I've raised Silkies before, but always had them raise their own chicks and many other birds for me. *btw, the sight of baby peafowl trying to get under a Silkie mom is quite funny*
I've two Silkie hens who have been broody for weeks now. I decided not to break them since I've a dozen mail order Silkie chicks coming the first week of July. I've got a brooder set up, but I'm sorely tempted to tuck the chicks under the hens to see if they will foster parent them. It would be sooooo much easier to get them do to the mothering.

Have any of you ever tried this? Tips? Pitfalls?

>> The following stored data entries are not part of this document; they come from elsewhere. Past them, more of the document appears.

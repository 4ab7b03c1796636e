use std::io::{
  self,
  Write,
};

use rtk_syntax::{
  Pipeline,
  SharedText,
  TextSource,
  style::AttributeSet,
};

pub fn tokens(out: &mut impl Write, pipeline: &Pipeline, text: &SharedText) -> io::Result<()> {
  let len = text.len_chars();
  let spans = match pipeline.syntax().highlights(0..len) {
    Ok(spans) => spans,
    Err(err) => {
      writeln!(out, "no tokens: {err}")?;
      return Ok(());
    },
  };
  for span in spans {
    let snippet = text.substring(span.range.clone());
    writeln!(
      out,
      "{:>6}..{:<6} {:<24} {:?}",
      span.range.start, span.range.end, span.name, snippet
    )?;
  }
  Ok(())
}

pub fn runs(out: &mut impl Write, text: &SharedText) -> io::Result<()> {
  let snapshot = text.snapshot();
  for run in snapshot.runs() {
    let snippet = text.substring(run.range.clone());
    writeln!(
      out,
      "{:>6}..{:<6} {:<32} {:?}",
      run.range.start,
      run.range.end,
      describe(&run.attrs),
      snippet
    )?;
  }
  Ok(())
}

pub fn layers(out: &mut impl Write, pipeline: &Pipeline) -> io::Result<()> {
  let layers = pipeline.syntax().syntax().layers();
  for (language, range) in layers {
    writeln!(out, "{language:<16} {range:?}")?;
  }
  Ok(())
}

pub fn stats(out: &mut impl Write, pipeline: &Pipeline) -> io::Result<()> {
  let parse = pipeline.syntax().syntax().stats().clone();
  let highlight = pipeline.highlighter().stats();
  writeln!(out, "parse: {parse:?}")?;
  writeln!(out, "highlight: {highlight:?}")
}

fn describe(attrs: &AttributeSet) -> String {
  if attrs.is_base() {
    return "base".to_string();
  }
  let mut parts = Vec::new();
  if let Some(color) = attrs.foreground {
    parts.push(format!("fg={color}"));
  }
  if let Some(color) = attrs.background {
    parts.push(format!("bg={color}"));
  }
  for (flag, name) in [
    (attrs.bold, "bold"),
    (attrs.italic, "italic"),
    (attrs.underline, "underline"),
    (attrs.monospace, "mono"),
    (attrs.link, "link"),
  ] {
    match flag {
      Some(true) => parts.push(name.to_string()),
      Some(false) => parts.push(format!("-{name}")),
      None => {},
    }
  }
  if let Some(scale) = attrs.scale {
    parts.push(format!("{scale}%"));
  }
  parts.join(" ")
}
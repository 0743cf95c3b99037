//! Runs a list of queries through the executor and the evaluator.

use crate::error::{Error, Result};
use crate::eval::{Evaluator, QueryId};
use crate::index::InvertedIndex;
use crate::query::{Query, QueryExecutor};
use crate::ranking::RankingFunction;
use std::sync::atomic::{AtomicBool, Ordering};
use std::sync::Arc;
use std::thread;
use std::time::{Duration, Instant};

/// Shared stop flag, checked by [`BatchRunner`] before each query.
#[derive(Debug, Clone, Default)]
pub struct Interrupt(Arc<AtomicBool>);

impl Interrupt {
    pub fn new() -> Self { Self::default() }

    pub fn trigger(&self) { self.0.store(true, Ordering::SeqCst); }

    pub fn is_triggered(&self) -> bool { self.0.load(Ordering::SeqCst) }

    /// Triggers the flag from a background thread once `budget` has elapsed.
    pub fn trigger_after(&self, budget: Duration) {
        let flag = self.clone();
        thread::spawn(move || {
            thread::sleep(budget);
            flag.trigger();
        });
    }
}

#[derive(Debug, Clone, PartialEq)]
pub struct QueryReport {
    /// 1-based position of the query in the batch.
    pub ordinal: usize,
    pub query_id: QueryId,
    pub avg_precision: f64,
    pub precision: f64,
    pub recall: f64,
    pub ndcg: f64,
    pub returned: usize,
    pub candidates: usize,
}

#[derive(Debug, Clone, PartialEq)]
pub struct BatchReport {
    pub queries: Vec<QueryReport>,
    pub map: f64,
    pub gmap: f64,
    pub elapsed: Duration,
    /// True if the batch stopped early because the interrupt fired.
    pub interrupted: bool,
}

pub struct BatchRunner<'a, R: ?Sized> {
    index: &'a InvertedIndex,
    ranker: &'a R,
    evaluator: &'a Evaluator,
    top_k: usize,
    interrupt: Interrupt,
}

impl<'a, R> BatchRunner<'a, R>
where
    R: RankingFunction + ?Sized,
{
    pub fn new(index: &'a InvertedIndex, ranker: &'a R, evaluator: &'a Evaluator, top_k: usize) -> Result<Self> {
        if top_k == 0 {
            return Err(Error::InvalidArgument("top_k must be positive".into()));
        }
        Ok(Self { index, ranker, evaluator, top_k, interrupt: Interrupt::new() })
    }

    pub fn with_interrupt(mut self, interrupt: Interrupt) -> Self {
        self.interrupt = interrupt;
        self
    }

    /// Runs each query in order, calling `on_query` as soon as a query has
    /// been evaluated. Average precisions accumulate in the evaluator, so the
    /// reported MAP covers everything it has recorded this session.
    pub fn run<I, F>(&self, queries: I, mut on_query: F) -> Result<BatchReport>
    where
        I: IntoIterator<Item = (QueryId, Query)>,
        F: FnMut(&QueryReport),
    {
        let start = Instant::now();
        let executor = QueryExecutor::new(self.index);
        let mut reports = Vec::new();
        let mut interrupted = false;

        for (i, (query_id, query)) in queries.into_iter().enumerate() {
            if self.interrupt.is_triggered() {
                tracing::warn!(completed = reports.len(), "batch interrupted");
                interrupted = true;
                break;
            }
            let outcome = executor.run_with_stats(&query, self.ranker, self.top_k)?;
            let results = &outcome.results;
            let report = QueryReport {
                ordinal: i + 1,
                query_id,
                avg_precision: self.evaluator.avg_p(results, query_id, self.top_k),
                precision: self.evaluator.precision(results, query_id, self.top_k),
                recall: self.evaluator.recall(results, query_id, self.top_k),
                ndcg: self.evaluator.ndcg(results, query_id, self.top_k),
                returned: results.len(),
                candidates: outcome.candidates,
            };
            tracing::debug!(query_id, ap = report.avg_precision, returned = report.returned, "query evaluated");
            on_query(&report);
            reports.push(report);
        }

        Ok(BatchReport {
            queries: reports,
            map: self.evaluator.map(),
            gmap: self.evaluator.gmap(),
            elapsed: start.elapsed(),
            interrupted,
        })
    }
}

I'm thinking perhaps to do it after dark so they sleep together the first night.

Feedback will be greatly appreciated!
 
I got 13 meaties delivered and it was too cold to set them out in the coop. I had 2 mama hens out there and they had 2 chicks each. After a few days of having these meaties inside, I decided to see what would happen if I took them to the coop. I had them in a cage with a heat lamp. The one mama BO wanted in their cage soooo bad so I let her in and she immediately sat on all 14 chicks that were a few days old! Her chicks were about 10 days old at this time! She raised those dawg gone meaties till about the time her 2 were 5-6 weeks old.

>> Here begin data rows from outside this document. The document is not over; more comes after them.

//! Term-weighting functions.
//!
//! The query executor calls [`RankingFunction::score_term`] once per
//! (query term, document) pair found in the postings and sums the results.
//! Anything implementing the trait can be plugged in, including plain
//! closures over [`ScoreContext`].

use crate::error::{Error, Result};
use crate::index::CorpusStats;
use crate::{DocId, TermId};
use serde::{Deserialize, Serialize};

/// Everything a ranking function may look at for one (term, document) pair.
#[derive(Debug, Clone, Copy, PartialEq)]
pub struct ScoreContext {
    pub doc_id: DocId,
    /// Token count of the document.
    pub doc_length: u32,
    /// Occurrences of the term in the document.
    pub doc_term_count: u32,
    /// Distinct terms in the document.
    pub doc_unique_terms: u32,
    pub term_id: TermId,
    /// Occurrences of the term across the corpus.
    pub corpus_term_count: u64,
    /// Documents containing the term.
    pub doc_count: u32,
    /// Occurrences of the term in the query.
    pub query_term_weight: f64,
    /// Total term occurrences in the query.
    pub query_length: f64,
    pub corpus: CorpusStats,
}

pub trait RankingFunction: Send + Sync {
    fn score_term(&self, ctx: &ScoreContext) -> f64;
}

impl<F> RankingFunction for F
where
    F: Fn(&ScoreContext) -> f64 + Send + Sync,
{
    fn score_term(&self, ctx: &ScoreContext) -> f64 { self(ctx) }
}

fn finite(name: &'static str, value: f64) -> Result<f64> {
    if value.is_finite() {
        Ok(value)
    } else {
        Err(Error::InvalidParameter { name, value, reason: "must be finite" })
    }
}

fn positive(name: &'static str, value: f64) -> Result<f64> {
    if finite(name, value)? > 0.0 {
        Ok(value)
    } else {
        Err(Error::InvalidParameter { name, value, reason: "must be > 0" })
    }
}

fn non_negative(name: &'static str, value: f64) -> Result<f64> {
    if finite(name, value)? >= 0.0 {
        Ok(value)
    } else {
        Err(Error::InvalidParameter { name, value, reason: "must be >= 0" })
    }
}

fn unit_interval(name: &'static str, value: f64, open: bool) -> Result<f64> {
    let v = finite(name, value)?;
    let ok = if open { v > 0.0 && v < 1.0 } else { (0.0..=1.0).contains(&v) };
    if ok {
        Ok(v)
    } else {
        let reason = if open { "must lie in (0, 1)" } else { "must lie in [0, 1]" };
        Err(Error::InvalidParameter { name, value, reason })
    }
}

/// Inverse document frequency with Laplace-style normalization of the
/// length-normalized term frequency (DFR InL2).
///
/// ```text
/// tfn    = tf * log2(1 + avg_dl / doc_length)
/// middle = tfn / (tfn + c)
/// idf    = log2((num_docs + 1) / (corpus_term_count + 0.5))
/// score  = query_term_weight * middle * idf
/// ```
#[derive(Debug, Clone, Copy, PartialEq)]
pub struct InL2 {
    c: f64,
}

impl InL2 {
    pub const DEFAULT_C: f64 = 1.0;

    pub fn new(c: f64) -> Result<Self> {
        Ok(Self { c: positive("c", c)? })
    }
}

impl RankingFunction for InL2 {
    fn score_term(&self, ctx: &ScoreContext) -> f64 {
        // zero-length documents count as length 1
        let doc_length = f64::from(ctx.doc_length.max(1));
        let tfn = f64::from(ctx.doc_term_count) * (1.0 + ctx.corpus.avg_dl / doc_length).log2();
        let middle = tfn / (tfn + self.c);
        let idf = ((f64::from(ctx.corpus.num_docs) + 1.0) / (ctx.corpus_term_count as f64 + 0.5)).log2();
        ctx.query_term_weight * middle * idf
    }
}

/// Okapi BM25 with query-term saturation `k3`.
#[derive(Debug, Clone, Copy, PartialEq)]
pub struct OkapiBm25 {
    k1: f64,
    b: f64,
    k3: f64,
}

impl OkapiBm25 {
    pub const DEFAULT_K1: f64 = 1.2;
    pub const DEFAULT_B: f64 = 0.75;
    pub const DEFAULT_K3: f64 = 500.0;

    pub fn new(k1: f64, b: f64, k3: f64) -> Result<Self> {
        Ok(Self { k1: non_negative("k1", k1)?, b: unit_interval("b", b, false)?, k3: non_negative("k3", k3)? })
    }
}

impl Default for OkapiBm25 {
    fn default() -> Self { Self { k1: Self::DEFAULT_K1, b: Self::DEFAULT_B, k3: Self::DEFAULT_K3 } }
}

impl RankingFunction for OkapiBm25 {
    fn score_term(&self, ctx: &ScoreContext) -> f64 {
        let n = f64::from(ctx.corpus.num_docs);
        let df = f64::from(ctx.doc_count);
        let tf = f64::from(ctx.doc_term_count);
        let avg_dl = if ctx.corpus.avg_dl > 0.0 { ctx.corpus.avg_dl } else { 1.0 };

        let idf = (1.0 + (n - df + 0.5) / (df + 0.5)).ln();
        let norm = self.k1 * ((1.0 - self.b) + self.b * f64::from(ctx.doc_length) / avg_dl);
        let tf_part = ((self.k1 + 1.0) * tf) / (norm + tf);
        let qtf = ((self.k3 + 1.0) * ctx.query_term_weight) / (self.k3 + ctx.query_term_weight);
        tf_part * idf * qtf
    }
}

/// Pivoted document-length normalization.
#[derive(Debug, Clone, Copy, PartialEq)]
pub struct PivotedLength {
    s: f64,
}

impl PivotedLength {
    pub const DEFAULT_S: f64 = 0.2;

    pub fn new(s: f64) -> Result<Self> {
        Ok(Self { s: unit_interval("s", s, false)? })
    }
}

impl RankingFunction for PivotedLength {
    fn score_term(&self, ctx: &ScoreContext) -> f64 {
        let avg_dl = if ctx.corpus.avg_dl > 0.0 { ctx.corpus.avg_dl } else { 1.0 };
        let tf = 1.0 + (1.0 + f64::from(ctx.doc_term_count).ln()).ln();
        let norm = (1.0 - self.s) + self.s * f64::from(ctx.doc_length) / avg_dl;
        let idf = ((f64::from(ctx.corpus.num_docs) + 1.0) / (f64::from(ctx.doc_count) + 0.5)).ln();
        ctx.query_term_weight * tf / norm * idf
    }
}

/// Query likelihood with Jelinek-Mercer smoothing, in its rank-equivalent
/// per-term form (the document-independent constant is dropped).
#[derive(Debug, Clone, Copy, PartialEq)]
pub struct JelinekMercer {
    lambda: f64,
}

impl JelinekMercer {
    pub const DEFAULT_LAMBDA: f64 = 0.7;

    pub fn new(lambda: f64) -> Result<Self> {
        Ok(Self { lambda: unit_interval("lambda", lambda, true)? })
    }
}

impl RankingFunction for JelinekMercer {
    fn score_term(&self, ctx: &ScoreContext) -> f64 {
        if ctx.doc_length == 0 || ctx.corpus.total_terms == 0 || ctx.corpus_term_count == 0 {
            return 0.0;
        }
        let p_collection = ctx.corpus_term_count as f64 / ctx.corpus.total_terms as f64;
        let p_doc = f64::from(ctx.doc_term_count) / f64::from(ctx.doc_length);
        ctx.query_term_weight * (1.0 + (1.0 - self.lambda) / self.lambda * p_doc / p_collection).ln()
    }
}

/// Serializable choice of built-in ranking function.
#[derive(Debug, Clone, Copy, PartialEq, Serialize, Deserialize)]
#[serde(tag = "method", rename_all = "kebab-case")]
pub enum RankerConfig {
    #[serde(rename = "inl2")]
    InL2 {
        #[serde(default = "default_c")]
        c: f64,
    },
    Bm25 {
        #[serde(default = "default_k1")]
        k1: f64,
        #[serde(default = "default_b")]
        b: f64,
        #[serde(default = "default_k3")]
        k3: f64,
    },
    PivotedLength {
        #[serde(default = "default_s")]
        s: f64,
    },
    JelinekMercer {
        #[serde(default = "default_lambda")]
        lambda: f64,
    },
}

fn default_c() -> f64 { InL2::DEFAULT_C }
fn default_k1() -> f64 { OkapiBm25::DEFAULT_K1 }
fn default_b() -> f64 { OkapiBm25::DEFAULT_B }
fn default_k3() -> f64 { OkapiBm25::DEFAULT_K3 }
fn default_s() -> f64 { PivotedLength::DEFAULT_S }
fn default_lambda() -> f64 { JelinekMercer::DEFAULT_LAMBDA }

impl Default for RankerConfig {
    fn default() -> Self { RankerConfig::InL2 { c: InL2::DEFAULT_C } }
}

impl RankerConfig {
    pub fn build(&self) -> Result<Box<dyn RankingFunction>> {
        Ok(match *self {
            RankerConfig::InL2 { c } => Box::new(InL2::new(c)?),
            RankerConfig::Bm25 { k1, b, k3 } => Box::new(OkapiBm25::new(k1, b, k3)?),
            RankerConfig::PivotedLength { s } => Box::new(PivotedLength::new(s)?),
            RankerConfig::JelinekMercer { lambda } => Box::new(JelinekMercer::new(lambda)?),
        })
    }
}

One night we went out to close up the coop and noticed many of the meaties were not in and neither was mama BO. She was outside sitting over as many of those fatties as she could spread herself over! They had to be 4 weeks old and were too big to fit under her properly but she knew they were chilly.

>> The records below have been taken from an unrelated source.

use anyhow::{Context, Result};
use clap::{Parser, Subcommand};
use indexer::{build_index, CorpusFormat};
use ircore::InvertedIndex;
use std::path::PathBuf;
use tracing_subscriber::{fmt, EnvFilter};

#[derive(Parser)]
#[command(name = "indexer")]
#[command(about = "Build and inspect inverted indexes", long_about = None)]
struct Cli {
    #[command(subcommand)]
    command: Commands,
}

#[derive(Subcommand)]
enum Commands {
    /// Build the index from a corpus file or directory
    Build {
        /// Input path (file or directory)
        #[arg(long)]
        input: PathBuf,
        /// Output index directory
        #[arg(long)]
        output: PathBuf,
        #[arg(long, value_enum, default_value_t = CorpusFormat::Auto)]
        format: CorpusFormat,
    },
    /// Print corpus statistics of a saved index, optionally for some terms
    Stats {
        #[arg(long)]
        index: PathBuf,
        terms: Vec<String>,
    },
}

fn main() -> Result<()> {
    fmt().with_env_filter(EnvFilter::from_default_env()).init();
    let cli = Cli::parse();

    match cli.command {
        Commands::Build { input, output, format } => {
            let index = build_index(&input, format).with_context(|| format!("building index from {}", input.display()))?;
            index.save(&output).with_context(|| format!("saving index to {}", output.display()))?;
            tracing::info!(output = %output.display(), "index build complete");
            Ok(())
        }
        Commands::Stats { index, terms } => {
            let idx = InvertedIndex::load(&index).with_context(|| format!("loading index {}", index.display()))?;
            let stats = idx.corpus_stats();
            println!("documents:   {}", stats.num_docs);
            println!("terms:       {}", idx.num_terms());
            println!("total terms: {}", stats.total_terms);
            println!("avg length:  {:.4}", stats.avg_dl);
            for term in terms {
                let ts = idx.term_stats(&term);
                println!("{term}: corpus_count={} doc_count={}", ts.corpus_count, ts.doc_count);
            }
            Ok(())
        }
    }
}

Long story short, try it, if you just keep an eye on things, you should know if it'll work. I didn't even try to sneak them in at dark, she didn't even care.
 
Well that makes the experiment sound promising. Thanks for the input.
smile.png
 
Works best if done under cover of darkness and if the family is separate from the flock. Easy and quiet with as little disturbance of the broody as possible...by morning she is a mama and takes the job seriously. Haven't had a broody reject foster chicks yet, no matter what breed of hen I've had.